▶

//! Application configuration for genpipe.
//!
//! User config lives at `~/.genpipe/genpipe.toml`.
//! CLI flags override config file values, which override defaults.

use std::collections::BTreeSet;
use std::path::{Path, PathBuf};
use std::time::Duration;

use serde::{Deserialize, Serialize};
use url::Url;

use crate::error::{GenPipeError, Result};

/// Default configuration file name.
const CONFIG_FILE_NAME: &str = "genpipe.toml";

/// Default config directory name under the user's home.
const CONFIG_DIR_NAME: &str = ".genpipe";

/// Default discovery-session database file name.
const SESSION_LOG_NAME: &str = "discovery-sessions.db";

// ---------------------------------------------------------------------------
// Config structs (matching genpipe.toml schema)
// ---------------------------------------------------------------------------

/// Top-level application config, deserialized from TOML.
#[derive(Debug, Clone, Default, Serialize, Deserialize)]
pub struct AppConfig {
    /// Per-call timeouts and build directory.
    #[serde(default)]
    pub pipeline: PipelineConfig,

    /// Semantic discovery settings.
    #[serde(default)]
    pub discovery: DiscoveryConfig,

    /// Deterministic intent routing rules.
    #[serde(default)]
    pub router: RouterConfig,

    /// Post-generation validator settings.
    #[serde(default)]
    pub validator: ValidatorConfig,

    /// Discovery telemetry persistence.
    #[serde(default)]
    pub telemetry: TelemetryConfig,

    /// Remote generation stages.
    #[serde(default)]
    pub generation: GenerationConfig,

    /// Domain knowledge store.
    #[serde(default)]
    pub knowledge: KnowledgeConfig,
}

/// `[pipeline]` section.
#[derive(Debug, Clone, Serialize, Deserialize)]
pub struct PipelineConfig {
    /// Budget for one design-stage call.
    #[serde(default = "default_stage_timeout")]
    pub design_timeout_secs: u64,

    /// Budget for one build-stage call.
    #[serde(default = "default_stage_timeout")]
    pub build_timeout_secs: u64,

    /// Budget for one knowledge-store fetch.
    #[serde(default = "default_short_timeout")]
    pub knowledge_timeout_secs: u64,

    /// Budget for one discovery RPC (search, schema, status).
    #[serde(default = "default_short_timeout")]
    pub discovery_timeout_secs: u64,

    /// Budget for the type-checker subprocess.
    #[serde(default = "default_compiler_timeout")]
    pub compiler_timeout_secs: u64,

    /// Directory where generated artifacts are materialized.
    /// A temporary directory is used when unset.
    #[serde(default, skip_serializing_if = "Option::is_none")]
    pub build_root: Option<PathBuf>,
}

impl Default for PipelineConfig {
    fn default() -> Self {
        Self {
            design_timeout_secs: default_stage_timeout(),
            build_timeout_secs: default_stage_timeout(),
            knowledge_timeout_secs: default_short_timeout(),
            discovery_timeout_secs: default_short_timeout(),
            compiler_timeout_secs: default_compiler_timeout(),
            build_root: None,
        }
    }
}

fn default_stage_timeout() -> u64 {
    120
}
fn default_short_timeout() -> u64 {
    15
}
fn default_compiler_timeout() -> u64 {
    60
}

/// `[discovery]` section.
#[derive(Debug, Clone, Serialize, Deserialize)]
pub struct DiscoveryConfig {
    /// Maximum number of ranked candidates kept.
    #[serde(default = "default_top_k")]
    pub top_k: usize,

    /// Candidates scoring below this are discarded.
    #[serde(default = "default_min_relevance")]
    pub min_relevance: f32,

    /// How many top-ranked candidates get a schema lookup.
    #[serde(default = "default_schema_window")]
    pub schema_window: usize,

    /// Base URL of the vector index service.
    #[serde(default, skip_serializing_if = "Option::is_none")]
    pub index_url: Option<Url>,

    /// Base URL of the schema/status provider.
    #[serde(default, skip_serializing_if = "Option::is_none")]
    pub metadata_url: Option<Url>,
}

impl Default for DiscoveryConfig {
    fn default() -> Self {
        Self {
            top_k: default_top_k(),
            min_relevance: default_min_relevance(),
            schema_window: default_schema_window(),
            index_url: None,
            metadata_url: None,
        }
    }
}

fn default_top_k() -> usize {
    10
}
fn default_min_relevance() -> f32 {
    0.3
}
fn default_schema_window() -> usize {
    5
}

/// One routable domain: its positive terms and the source ids it may bind to.
#[derive(Debug, Clone, Serialize, Deserialize)]
pub struct DomainProfile {
    /// Profile name, used in logs.
    pub name: String,
    /// Domain-positive keywords.
    pub terms: Vec<String>,
    /// Source ids this domain is allowed to route to.
    pub allow_list: Vec<String>,
}

/// `[router]` section.
#[derive(Debug, Clone, Serialize, Deserialize)]
pub struct RouterConfig {
    /// Terms that force deferral to semantic discovery.
    #[serde(default = "default_exclusion_terms")]
    pub exclusion_terms: Vec<String>,

    /// Terms that are never enough on their own to route.
    #[serde(default = "default_ambiguous_terms")]
    pub ambiguous_terms: Vec<String>,

    /// Domain profiles, evaluated in order. Kept last so TOML emits
    /// plain values before the array of tables.
    #[serde(default = "default_domains")]
    pub domains: Vec<DomainProfile>,
}

impl Default for RouterConfig {
    fn default() -> Self {
        Self {
            exclusion_terms: default_exclusion_terms(),
            ambiguous_terms: default_ambiguous_terms(),
            domains: default_domains(),
        }
    }
}

fn strings(items: &[&str]) -> Vec<String> {
    items.iter().map(|s| (*s).to_string()).collect()
}

fn default_domains() -> Vec<DomainProfile> {
    vec![DomainProfile {
        name: "oil_gas".into(),
        terms: strings(&[
            "oil",
            "gas",
            "natural gas",
            "crude",
            "condensate",
            "permian",
            "eagle ford",
            "barnett",
            "haynesville",
            "basin",
            "well",
            "wells",
            "drilling",
            "drilling permit",
            "lease",
            "leases",
            "barrels",
            "bbl",
            "mcf",
            "railroad commission",
            "rrc",
        ]),
        allow_list: strings(&["rrc"]),
    }]
}

fn default_exclusion_terms() -> Vec<String> {
    strings(&[
        "manufacturing",
        "factory",
        "film",
        "movie",
        "music",
        "video",
        "television",
        "theater",
        "theatre",
        "software",
        "game",
        "agriculture",
        "crop",
    ])
}

fn default_ambiguous_terms() -> Vec<String> {
    strings(&["production", "produced", "output", "data", "volume", "volumes"])
}

/// `[validator]` section.
#[derive(Debug, Clone, Serialize, Deserialize)]
pub struct ValidatorConfig {
    /// Type-checker invocation, run inside the build directory.
    #[serde(default = "default_compiler_command")]
    pub compiler_command: Vec<String>,

    /// Whether the type-compilation check runs at all.
    #[serde(default = "default_true")]
    pub compiler_enabled: bool,
}

impl Default for ValidatorConfig {
    fn default() -> Self {
        Self {
            compiler_command: default_compiler_command(),
            compiler_enabled: true,
        }
    }
}

fn default_compiler_command() -> Vec<String> {
    strings(&["tsc", "--noEmit", "--pretty", "false"])
}
fn default_true() -> bool {
    true
}

/// `[telemetry]` section.
#[derive(Debug, Clone, Default, Serialize, Deserialize)]
pub struct TelemetryConfig {
    /// Discovery-session database path. Defaults to `~/.genpipe/discovery-sessions.db`.
    #[serde(default, skip_serializing_if = "Option::is_none")]
    pub session_log: Option<PathBuf>,
}

/// `[generation]` section.
#[derive(Debug, Clone, Default, Serialize, Deserialize)]
pub struct GenerationConfig {
    /// Base URL of the remote design/build service. Legacy-only when unset.
    #[serde(default, skip_serializing_if = "Option::is_none")]
    pub endpoint: Option<Url>,
}

/// `[knowledge]` section.
#[derive(Debug, Clone, Default, Serialize, Deserialize)]
pub struct KnowledgeConfig {
    /// Base URL of the knowledge service. Built-in guidance when unset.
    #[serde(default, skip_serializing_if = "Option::is_none")]
    pub endpoint: Option<Url>,
}

// ---------------------------------------------------------------------------
// Runtime timeouts (derived from config)
// ---------------------------------------------------------------------------

/// Per-call budgets as `Duration`s.
#[derive(Debug, Clone, Copy, PartialEq, Eq)]
pub struct Timeouts {
    pub design: Duration,
    pub build: Duration,
    pub knowledge: Duration,
    pub discovery: Duration,
    pub compiler: Duration,
}

impl Default for Timeouts {
    fn default() -> Self {
        Self::from(&PipelineConfig::default())
    }
}

impl From<&PipelineConfig> for Timeouts {
    fn from(config: &PipelineConfig) -> Self {
        Self {
            design: Duration::from_secs(config.design_timeout_secs),
            build: Duration::from_secs(config.build_timeout_secs),
            knowledge: Duration::from_secs(config.knowledge_timeout_secs),
            discovery: Duration::from_secs(config.discovery_timeout_secs),
            compiler: Duration::from_secs(config.compiler_timeout_secs),
        }
    }
}

// ---------------------------------------------------------------------------
// Config loading
// ---------------------------------------------------------------------------

/// Get the path to the config directory (`~/.genpipe/`).
pub fn config_dir() -> Result<PathBuf> {
    let home =
        dirs::home_dir().ok_or_else(|| GenPipeError::config("could not determine home directory"))?;
    Ok(home.join(CONFIG_DIR_NAME))
}

/// Get the path to the config file (`~/.genpipe/genpipe.toml`).
pub fn config_file_path() -> Result<PathBuf> {
    Ok(config_dir()?.join(CONFIG_FILE_NAME))
}

/// Resolve the discovery-session database path.
pub fn session_log_path(config: &AppConfig) -> Result<PathBuf> {
    match &config.telemetry.session_log {
        Some(path) => Ok(path.clone()),
        None => Ok(config_dir()?.join(SESSION_LOG_NAME)),
    }
}

/// Load the application config from disk. Returns defaults if the file does not exist.
pub fn load_config() -> Result<AppConfig> {
    let path = config_file_path()?;

    if !path.exists() {
        tracing::debug!(?path, "config file not found, using defaults");
        return Ok(AppConfig::default());
    }

    load_config_from(&path)
}

/// Load the application config from a specific file path.
pub fn load_config_from(path: &Path) -> Result<AppConfig> {
    let content = std::fs::read_to_string(path).map_err(|e| GenPipeError::io(path, e))?;

    let config: AppConfig = toml::from_str(&content)
        .map_err(|e| GenPipeError::config(format!("failed to parse {}: {e}", path.display())))?;
    validate_config(&config)?;
    Ok(config)
}

/// Create the config directory and write a default config file.
/// Returns the path to the created file.
pub fn init_config() -> Result<PathBuf> {
    let dir = config_dir()?;
    std::fs::create_dir_all(&dir).map_err(|e| GenPipeError::io(&dir, e))?;

    let path = dir.join(CONFIG_FILE_NAME);
    let config = AppConfig::default();
    let content =
        toml::to_string_pretty(&config).map_err(|e| GenPipeError::config(e.to_string()))?;

    std::fs::write(&path, content).map_err(|e| GenPipeError::io(&path, e))?;
    tracing::info!(?path, "created default config file");

    Ok(path)
}

/// Reject configurations the pipeline cannot run with.
pub fn validate_config(config: &AppConfig) -> Result<()> {
    let d = &config.discovery;
    if !(0.0..=1.0).contains(&d.min_relevance) {
        return Err(GenPipeError::config(format!(
            "discovery.min_relevance must be within [0, 1], got {}",
            d.min_relevance
        )));
    }
    if d.top_k == 0 {
        return Err(GenPipeError::config("discovery.top_k must be at least 1"));
    }

    let p = &config.pipeline;
    for (name, secs) in [
        ("design_timeout_secs", p.design_timeout_secs),
        ("build_timeout_secs", p.build_timeout_secs),
        ("knowledge_timeout_secs", p.knowledge_timeout_secs),
        ("discovery_timeout_secs", p.discovery_timeout_secs),
        ("compiler_timeout_secs", p.compiler_timeout_secs),
    ] {
        if secs == 0 {
            return Err(GenPipeError::config(format!("pipeline.{name} must be non-zero")));
        }
    }

    check_disjoint_terms(&config.router)
}

/// The three router keyword sets must not share a term.
pub fn check_disjoint_terms(router: &RouterConfig) -> Result<()> {
    let domain: BTreeSet<String> = router
        .domains
        .iter()
        .flat_map(|d| d.terms.iter().map(|t| t.to_lowercase()))
        .collect();
    let exclusion: BTreeSet<String> =
        router.exclusion_terms.iter().map(|t| t.to_lowercase()).collect();
    let ambiguous: BTreeSet<String> =
        router.ambiguous_terms.iter().map(|t| t.to_lowercase()).collect();

    for (a_name, a, b_name, b) in [
        ("domain", &domain, "exclusion", &exclusion),
        ("domain", &domain, "ambiguous", &ambiguous),
        ("exclusion", &exclusion, "ambiguous", &ambiguous),
    ] {
        if let Some(term) = a.intersection(b).next() {
            return Err(GenPipeError::config(format!(
                "router term '{term}' appears in both {a_name} and {b_name} sets"
            )));
        }
    }
    Ok(())
}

◀

* **Assignment**
Take exactly the lines from the one containing "fn default_short_timeout() ->" through the one containing "the schema/status provider." in the data above, and output them with nothing added.

* **Solution for this task**
fn default_short_timeout() -> u64 {
    15
}
fn default_compiler_timeout() -> u64 {
    60
}

/// `[discovery]` section.
#[derive(Debug, Clone, Serialize, Deserialize)]
pub struct DiscoveryConfig {
    /// Maximum number of ranked candidates kept.
    #[serde(default = "default_top_k")]
    pub top_k: usize,

    /// Candidates scoring below this are discarded.
    #[serde(default = "default_min_relevance")]
    pub min_relevance: f32,

    /// How many top-ranked candidates get a schema lookup.
    #[serde(default = "default_schema_window")]
    pub schema_window: usize,

    /// Base URL of the vector index service.
    #[serde(default, skip_serializing_if = "Option::is_none")]
    pub index_url: Option<Url>,

    /// Base URL of the schema/status provider.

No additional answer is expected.